The effect of imatinib on myeloproliferative disease in transgenic (Tg) mice expressing the P230 BCR/ABL transcript is unknown. To investigate this issue, we administered imatinib (30 mg/kg per day) orally to P230 BCR/ABL-expressing Tg mice for 30 days. Following imatinib administration, the enlarged spleen was significantly reduced to within the normal size range. Infiltrating megakaryocytes in the long-axis section of the spleen were also significantly reduced. However, the cellularity of the bone marrow was not affected. Fluorescence-activated cell-sorting analysis revealed that infiltrating mature granulocytes in the spleen were reduced in number. The numbers of infiltrating CD34, CD117, CD61, and CD11b populations were also reduced in immature populations of the spleen. Real-time quantitative polymerase chain reaction analysis of messenger RNA revealed a dramatic reduction in the p230 BCR/ABL transcript for CD34, CD117, CD61, and CD11b populations in both bone marrow cells and spleen cells. Western blotting and immunoprecipitation analysis also revealed a marked reduction in P230 BCR/ABL protein expression in both bone marrow cells and spleen cells.
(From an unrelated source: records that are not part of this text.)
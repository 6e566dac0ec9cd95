//! The set of languages that must be filled in for content to be complete.

use crate::content::LocalizedContent;
use crate::i18n::Language;
use std::collections::BTreeSet;

/// Language keys that must carry a non-blank value.
///
/// Immutable once built; inject it wherever the completeness rule applies.
#[derive(Debug, Clone, PartialEq, Eq)]
pub struct RequiredLanguages {
    keys: BTreeSet<String>,
}

impl RequiredLanguages {
    /// Build from raw keys. Keys are matched against content verbatim.
    pub fn new<I, S>(keys: I) -> Self
    where
        I: IntoIterator<Item = S>,
        S: Into<String>,
    {
        Self {
            keys: keys.into_iter().map(Into::into).collect(),
        }
    }

    pub fn from_languages(languages: &[Language]) -> Self {
        Self::new(languages.iter().map(|l| l.code()))
    }

    pub fn contains(&self, key: &str) -> bool {
        self.keys.contains(key)
    }

    pub fn iter(&self) -> impl Iterator<Item = &str> {
        self.keys.iter().map(String::as_str)
    }

    pub fn len(&self) -> usize {
        self.keys.len()
    }

    pub fn is_empty(&self) -> bool {
        self.keys.is_empty()
    }

    /// Required keys that `contents` does not fill in.
    ///
    /// A required key is missing when no entry carries it, or when any entry
    /// carrying it is blank. Duplicate entries do not paper over a blank one.
    ///
    /// # Arguments
    /// * `contents` - The localized values to check
    ///
    /// # Returns
    /// The missing keys in sorted order; empty when the content is complete.
    pub fn missing(&self, contents: &[LocalizedContent]) -> Vec<&str> {
        self.iter()
            .filter(|key| {
                let mut entries = contents.iter().filter(|c| c.key == *key).peekable();
                entries.peek().is_none() || entries.any(|c| c.is_blank())
            })
            .collect()
    }

    pub fn is_satisfied_by(&self, contents: &[LocalizedContent]) -> bool {
        self.missing(contents).is_empty()
    }
}

impl Default for RequiredLanguages {
    fn default() -> Self {
        Self::from_languages(&[Language::default_language()])
    }
}

#[cfg(test)]
mod tests {
    use super::*;

    fn en_fr() -> RequiredLanguages {
        RequiredLanguages::new(["en", "fr"])
    }

    #[test]
    fn test_default_requires_english_only() {
        let required = RequiredLanguages::default();
        assert_eq!(required.len(), 1);
        assert!(required.contains("en"));
    }

    #[test]
    fn test_duplicates_collapse() {
        assert_eq!(RequiredLanguages::new(["en", "en", "fr"]).len(), 2);
    }

    #[test]
    fn test_all_present_is_satisfied() {
        let contents = vec![
            LocalizedContent::new("en", "Hello"),
            LocalizedContent::new("fr", "Bonjour"),
        ];
        assert!(en_fr().is_satisfied_by(&contents));
    }

    #[test]
    fn test_empty_value_is_missing() {
        let contents = vec![
            LocalizedContent::new("en", "Hello"),
            LocalizedContent::new("fr", ""),
        ];
        assert_eq!(en_fr().missing(&contents), vec!["fr"]);
    }

    #[test]
    fn test_whitespace_value_is_missing() {
        let contents = vec![
            LocalizedContent::new("en", "  "),
            LocalizedContent::new("fr", "Bonjour"),
        ];
        assert_eq!(en_fr().missing(&contents), vec!["en"]);
    }

    #[test]
    fn test_absent_key_is_missing() {
        let contents = vec![LocalizedContent::new("en", "Hello")];
        assert!(!en_fr().is_satisfied_by(&contents));
    }

    #[test]
    fn test_blank_duplicate_is_missing() {
        let required = RequiredLanguages::new(["en"]);
        let contents = vec![
            LocalizedContent::new("en", ""),
            LocalizedContent::new("en", "Hello"),
        ];
        assert_eq!(required.missing(&contents), vec!["en"]);
    }

    #[test]
    fn test_filled_duplicates_are_satisfied() {
        let required = RequiredLanguages::new(["en"]);
        let contents = vec![
            LocalizedContent::new("en", "Hi"),
            LocalizedContent::new("en", "Hello"),
        ];
        assert!(required.is_satisfied_by(&contents));
    }

    #[test]
    fn test_empty_contents_is_unsatisfied() {
        assert_eq!(en_fr().missing(&[]), vec!["en", "fr"]);
    }

    #[test]
    fn test_extra_languages_are_ignored() {
        let contents = vec![
            LocalizedContent::new("en", "Hello"),
            LocalizedContent::new("fr", "Bonjour"),
            LocalizedContent::new("ar", ""),
        ];
        assert!(en_fr().is_satisfied_by(&contents));
    }

    #[test]
    fn test_nothing_required_is_always_satisfied() {
        let required = RequiredLanguages::new(Vec::<String>::new());
        assert!(required.is_empty());
        assert!(required.is_satisfied_by(&[]));
    }
}
use crate::content::LocalizedContent;
use crate::error::Result;
use crate::i18n::Language;
use crate::property::Property;

/// A model whose string properties may hold localized content.
///
/// The provided methods store content as its JSON form directly in the
/// property. Override `set_localized` if a model keeps content elsewhere.
pub trait Localizable: Sized {
    /// Overwrite `property` with `contents`. Previous content is discarded.
    fn set_localized(
        &mut self,
        property: &Property<Self>,
        contents: &[LocalizedContent],
    ) -> Result<()> {
        *property.get_mut(self) = LocalizedContent::serialize(contents)?;
        Ok(())
    }

    /// All content currently stored in `property`.
    fn localized_contents(&self, property: &Property<Self>) -> Result<Vec<LocalizedContent>> {
        LocalizedContent::deserialize(property.get(self))
    }

    /// The value of `property` in `language`, falling back to the registry's
    /// default language.
    fn localized(&self, property: &Property<Self>, language: Language) -> Result<String> {
        self.localized_or(property, language, Language::default_language())
    }

    /// The value of `property` in `language`, falling back to `fallback`.
    ///
    /// # Arguments
    /// * `property` - The localized property to read
    /// * `language` - The language to read it in
    /// * `fallback` - The language used when `language` has no value
    ///
    /// # Returns
    /// The text, or an empty string when neither language has a value.
    fn localized_or(
        &self,
        property: &Property<Self>,
        language: Language,
        fallback: Language,
    ) -> Result<String> {
        let contents = self.localized_contents(property)?;
        Ok(LocalizedContent::localize(&contents, language.code(), fallback.code()).to_string())
    }
}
Thus, imatinib administration had the intriguing effect of replacing clones with high expression of p230 BCR/ABL complementary DNA with clones with very low expression. These data show that imatinib may still be capable of eliminating and eradicating clones with high p230 BCR/ABL expression and healing the disease phenotype in Tg mice. Pluripotent clones with very low p230 BCR/ABL expression still survive as immature CD34, CD117, CD61, and CD11b populations.